- **Stored records**

►

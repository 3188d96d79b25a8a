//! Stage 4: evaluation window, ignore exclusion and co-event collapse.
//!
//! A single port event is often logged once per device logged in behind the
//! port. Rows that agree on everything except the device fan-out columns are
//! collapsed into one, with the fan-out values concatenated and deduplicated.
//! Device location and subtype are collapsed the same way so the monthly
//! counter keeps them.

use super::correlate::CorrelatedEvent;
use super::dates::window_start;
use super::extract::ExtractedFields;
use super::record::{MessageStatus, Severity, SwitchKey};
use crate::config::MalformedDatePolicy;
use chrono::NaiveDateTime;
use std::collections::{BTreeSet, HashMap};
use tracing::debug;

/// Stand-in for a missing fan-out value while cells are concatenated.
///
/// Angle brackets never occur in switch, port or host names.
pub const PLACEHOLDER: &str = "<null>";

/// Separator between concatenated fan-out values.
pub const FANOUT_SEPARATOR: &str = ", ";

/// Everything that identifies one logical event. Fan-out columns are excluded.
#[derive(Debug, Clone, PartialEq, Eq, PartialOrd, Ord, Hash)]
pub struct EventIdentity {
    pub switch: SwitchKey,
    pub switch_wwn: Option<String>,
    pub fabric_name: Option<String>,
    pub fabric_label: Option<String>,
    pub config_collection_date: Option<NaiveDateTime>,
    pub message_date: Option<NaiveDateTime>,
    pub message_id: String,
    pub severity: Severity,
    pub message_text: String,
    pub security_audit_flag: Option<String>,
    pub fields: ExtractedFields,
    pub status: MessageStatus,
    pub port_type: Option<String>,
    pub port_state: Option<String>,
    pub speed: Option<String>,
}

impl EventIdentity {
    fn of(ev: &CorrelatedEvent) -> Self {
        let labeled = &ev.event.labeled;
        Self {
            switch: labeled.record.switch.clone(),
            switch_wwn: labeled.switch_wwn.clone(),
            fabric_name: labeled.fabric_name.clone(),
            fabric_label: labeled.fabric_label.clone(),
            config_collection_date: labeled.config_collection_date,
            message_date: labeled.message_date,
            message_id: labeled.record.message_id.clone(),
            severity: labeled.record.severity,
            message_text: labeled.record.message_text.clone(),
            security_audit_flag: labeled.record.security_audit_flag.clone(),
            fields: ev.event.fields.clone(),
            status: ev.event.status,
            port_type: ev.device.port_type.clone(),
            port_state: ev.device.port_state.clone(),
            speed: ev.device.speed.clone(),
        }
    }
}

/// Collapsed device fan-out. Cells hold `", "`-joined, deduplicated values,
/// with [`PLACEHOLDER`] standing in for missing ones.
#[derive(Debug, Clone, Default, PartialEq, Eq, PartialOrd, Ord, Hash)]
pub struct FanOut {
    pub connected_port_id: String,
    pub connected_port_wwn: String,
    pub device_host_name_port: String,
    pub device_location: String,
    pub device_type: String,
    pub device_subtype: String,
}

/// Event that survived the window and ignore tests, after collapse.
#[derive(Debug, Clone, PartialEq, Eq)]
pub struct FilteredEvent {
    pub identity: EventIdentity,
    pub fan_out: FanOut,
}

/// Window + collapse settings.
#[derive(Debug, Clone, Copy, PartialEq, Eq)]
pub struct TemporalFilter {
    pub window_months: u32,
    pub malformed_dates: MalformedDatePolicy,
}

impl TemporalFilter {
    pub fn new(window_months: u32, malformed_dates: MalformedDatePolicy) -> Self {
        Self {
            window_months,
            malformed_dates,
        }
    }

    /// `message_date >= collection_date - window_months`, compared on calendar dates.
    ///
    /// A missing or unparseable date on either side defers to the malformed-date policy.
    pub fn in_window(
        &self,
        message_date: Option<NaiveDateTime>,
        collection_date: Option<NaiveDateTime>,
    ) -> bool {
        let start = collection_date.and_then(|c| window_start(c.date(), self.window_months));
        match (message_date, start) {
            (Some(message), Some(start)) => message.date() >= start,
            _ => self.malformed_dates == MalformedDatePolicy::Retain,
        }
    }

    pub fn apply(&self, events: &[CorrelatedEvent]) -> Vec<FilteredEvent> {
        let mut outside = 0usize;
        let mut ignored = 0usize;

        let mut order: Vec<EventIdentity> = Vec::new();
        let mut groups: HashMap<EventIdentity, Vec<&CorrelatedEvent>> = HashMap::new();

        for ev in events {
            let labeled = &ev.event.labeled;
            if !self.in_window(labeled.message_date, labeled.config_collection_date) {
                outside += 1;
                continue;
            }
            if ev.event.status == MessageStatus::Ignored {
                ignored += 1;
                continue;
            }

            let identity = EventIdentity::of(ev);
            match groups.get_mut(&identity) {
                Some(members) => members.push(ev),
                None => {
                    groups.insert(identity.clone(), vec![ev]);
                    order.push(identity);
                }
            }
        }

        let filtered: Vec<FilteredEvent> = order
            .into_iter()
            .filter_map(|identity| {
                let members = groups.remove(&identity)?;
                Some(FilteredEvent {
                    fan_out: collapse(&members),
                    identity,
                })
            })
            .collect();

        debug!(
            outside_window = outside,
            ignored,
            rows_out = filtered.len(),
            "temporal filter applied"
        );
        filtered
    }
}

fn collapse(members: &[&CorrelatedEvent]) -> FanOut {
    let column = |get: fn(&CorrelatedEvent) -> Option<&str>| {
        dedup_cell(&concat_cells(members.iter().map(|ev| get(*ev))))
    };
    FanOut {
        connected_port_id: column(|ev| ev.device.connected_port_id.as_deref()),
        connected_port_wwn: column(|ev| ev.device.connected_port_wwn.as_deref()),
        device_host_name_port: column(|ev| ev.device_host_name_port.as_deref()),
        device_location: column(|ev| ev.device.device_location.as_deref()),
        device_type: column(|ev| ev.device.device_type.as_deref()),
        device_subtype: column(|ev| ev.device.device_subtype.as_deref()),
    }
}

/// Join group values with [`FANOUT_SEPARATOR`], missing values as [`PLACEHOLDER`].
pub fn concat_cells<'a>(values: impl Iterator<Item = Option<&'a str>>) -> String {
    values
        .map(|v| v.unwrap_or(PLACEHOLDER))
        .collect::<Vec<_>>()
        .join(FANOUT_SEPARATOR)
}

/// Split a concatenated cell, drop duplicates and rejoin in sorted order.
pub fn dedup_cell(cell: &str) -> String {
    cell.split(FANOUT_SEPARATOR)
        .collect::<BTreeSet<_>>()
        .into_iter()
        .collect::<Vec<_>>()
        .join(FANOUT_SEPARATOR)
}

◄

- **Activity**
Copy each line of the data exactly, leaving nothing out.

- **Final answer**
repository 3188d96d79b25a8a
//! Stage 4: evaluation window, ignore exclusion and co-event collapse.
//!
//! A single port event is often logged once per device logged in behind the
//! port. Rows that agree on everything except the device fan-out columns are
//! collapsed into one, with the fan-out values concatenated and deduplicated.
//! Device location and subtype are collapsed the same way so the monthly
//! counter keeps them.

use super::correlate::CorrelatedEvent;
use super::dates::window_start;
use super::extract::ExtractedFields;
use super::record::{MessageStatus, Severity, SwitchKey};
use crate::config::MalformedDatePolicy;
use chrono::NaiveDateTime;
use std::collections::{BTreeSet, HashMap};
use tracing::debug;

/// Stand-in for a missing fan-out value while cells are concatenated.
///
/// Angle brackets never occur in switch, port or host names.
pub const PLACEHOLDER: &str = "<null>";

/// Separator between concatenated fan-out values.
pub const FANOUT_SEPARATOR: &str = ", ";

/// Everything that identifies one logical event. Fan-out columns are excluded.
#[derive(Debug, Clone, PartialEq, Eq, PartialOrd, Ord, Hash)]
pub struct EventIdentity {
    pub switch: SwitchKey,
    pub switch_wwn: Option<String>,
    pub fabric_name: Option<String>,
    pub fabric_label: Option<String>,
    pub config_collection_date: Option<NaiveDateTime>,
    pub message_date: Option<NaiveDateTime>,
    pub message_id: String,
    pub severity: Severity,
    pub message_text: String,
    pub security_audit_flag: Option<String>,
    pub fields: ExtractedFields,
    pub status: MessageStatus,
    pub port_type: Option<String>,
    pub port_state: Option<String>,
    pub speed: Option<String>,
}

impl EventIdentity {
    fn of(ev: &CorrelatedEvent) -> Self {
        let labeled = &ev.event.labeled;
        Self {
            switch: labeled.record.switch.clone(),
            switch_wwn: labeled.switch_wwn.clone(),
            fabric_name: labeled.fabric_name.clone(),
            fabric_label: labeled.fabric_label.clone(),
            config_collection_date: labeled.config_collection_date,
            message_date: labeled.message_date,
            message_id: labeled.record.message_id.clone(),
            severity: labeled.record.severity,
            message_text: labeled.record.message_text.clone(),
            security_audit_flag: labeled.record.security_audit_flag.clone(),
            fields: ev.event.fields.clone(),
            status: ev.event.status,
            port_type: ev.device.port_type.clone(),
            port_state: ev.device.port_state.clone(),
            speed: ev.device.speed.clone(),
        }
    }
}

/// Collapsed device fan-out. Cells hold `", "`-joined, deduplicated values,
/// with [`PLACEHOLDER`] standing in for missing ones.
#[derive(Debug, Clone, Default, PartialEq, Eq, PartialOrd, Ord, Hash)]
pub struct FanOut {
    pub connected_port_id: String,
    pub connected_port_wwn: String,
    pub device_host_name_port: String,
    pub device_location: String,
    pub device_type: String,
    pub device_subtype: String,
}

/// Event that survived the window and ignore tests, after collapse.
#[derive(Debug, Clone, PartialEq, Eq)]
pub struct FilteredEvent {
    pub identity: EventIdentity,
    pub fan_out: FanOut,
}

/// Window + collapse settings.
#[derive(Debug, Clone, Copy, PartialEq, Eq)]
pub struct TemporalFilter {
    pub window_months: u32,
    pub malformed_dates: MalformedDatePolicy,
}

impl TemporalFilter {
    pub fn new(window_months: u32, malformed_dates: MalformedDatePolicy) -> Self {
        Self {
            window_months,
            malformed_dates,
        }
    }

    /// `message_date >= collection_date - window_months`, compared on calendar dates.
    ///
    /// A missing or unparseable date on either side defers to the malformed-date policy.
    pub fn in_window(
        &self,
        message_date: Option<NaiveDateTime>,
        collection_date: Option<NaiveDateTime>,
    ) -> bool {
        let start = collection_date.and_then(|c| window_start(c.date(), self.window_months));
        match (message_date, start) {
            (Some(message), Some(start)) => message.date() >= start,
            _ => self.malformed_dates == MalformedDatePolicy::Retain,
        }
    }

    pub fn apply(&self, events: &[CorrelatedEvent]) -> Vec<FilteredEvent> {
        let mut outside = 0usize;
        let mut ignored = 0usize;

        let mut order: Vec<EventIdentity> = Vec::new();
        let mut groups: HashMap<EventIdentity, Vec<&CorrelatedEvent>> = HashMap::new();

        for ev in events {
            let labeled = &ev.event.labeled;
            if !self.in_window(labeled.message_date, labeled.config_collection_date) {
                outside += 1;
                continue;
            }
            if ev.event.status == MessageStatus::Ignored {
                ignored += 1;
                continue;
            }

            let identity = EventIdentity::of(ev);
            match groups.get_mut(&identity) {
                Some(members) => members.push(ev),
                None => {
                    groups.insert(identity.clone(), vec![ev]);
                    order.push(identity);
                }
            }
        }

        let filtered: Vec<FilteredEvent> = order
            .into_iter()
            .filter_map(|identity| {
                let members = groups.remove(&identity)?;
                Some(FilteredEvent {
                    fan_out: collapse(&members),
                    identity,
                })
            })
            .collect();

        debug!(
            outside_window = outside,
            ignored,
            rows_out = filtered.len(),
            "temporal filter applied"
        );
        filtered
    }
}

fn collapse(members: &[&CorrelatedEvent]) -> FanOut {
    let column = |get: fn(&CorrelatedEvent) -> Option<&str>| {
        dedup_cell(&concat_cells(members.iter().map(|ev| get(*ev))))
    };
    FanOut {
        connected_port_id: column(|ev| ev.device.connected_port_id.as_deref()),
        connected_port_wwn: column(|ev| ev.device.connected_port_wwn.as_deref()),
        device_host_name_port: column(|ev| ev.device_host_name_port.as_deref()),
        device_location: column(|ev| ev.device.device_location.as_deref()),
        device_type: column(|ev| ev.device.device_type.as_deref()),
        device_subtype: column(|ev| ev.device.device_subtype.as_deref()),
    }
}

/// Join group values with [`FANOUT_SEPARATOR`], missing values as [`PLACEHOLDER`].
pub fn concat_cells<'a>(values: impl Iterator<Item = Option<&'a str>>) -> String {
    values
        .map(|v| v.unwrap_or(PLACEHOLDER))
        .collect::<Vec<_>>()
        .join(FANOUT_SEPARATOR)
}

/// Split a concatenated cell, drop duplicates and rejoin in sorted order.
pub fn dedup_cell(cell: &str) -> String {
    cell.split(FANOUT_SEPARATOR)
        .collect::<BTreeSet<_>>()
        .into_iter()
        .collect::<Vec<_>>()
        .join(FANOUT_SEPARATOR)
}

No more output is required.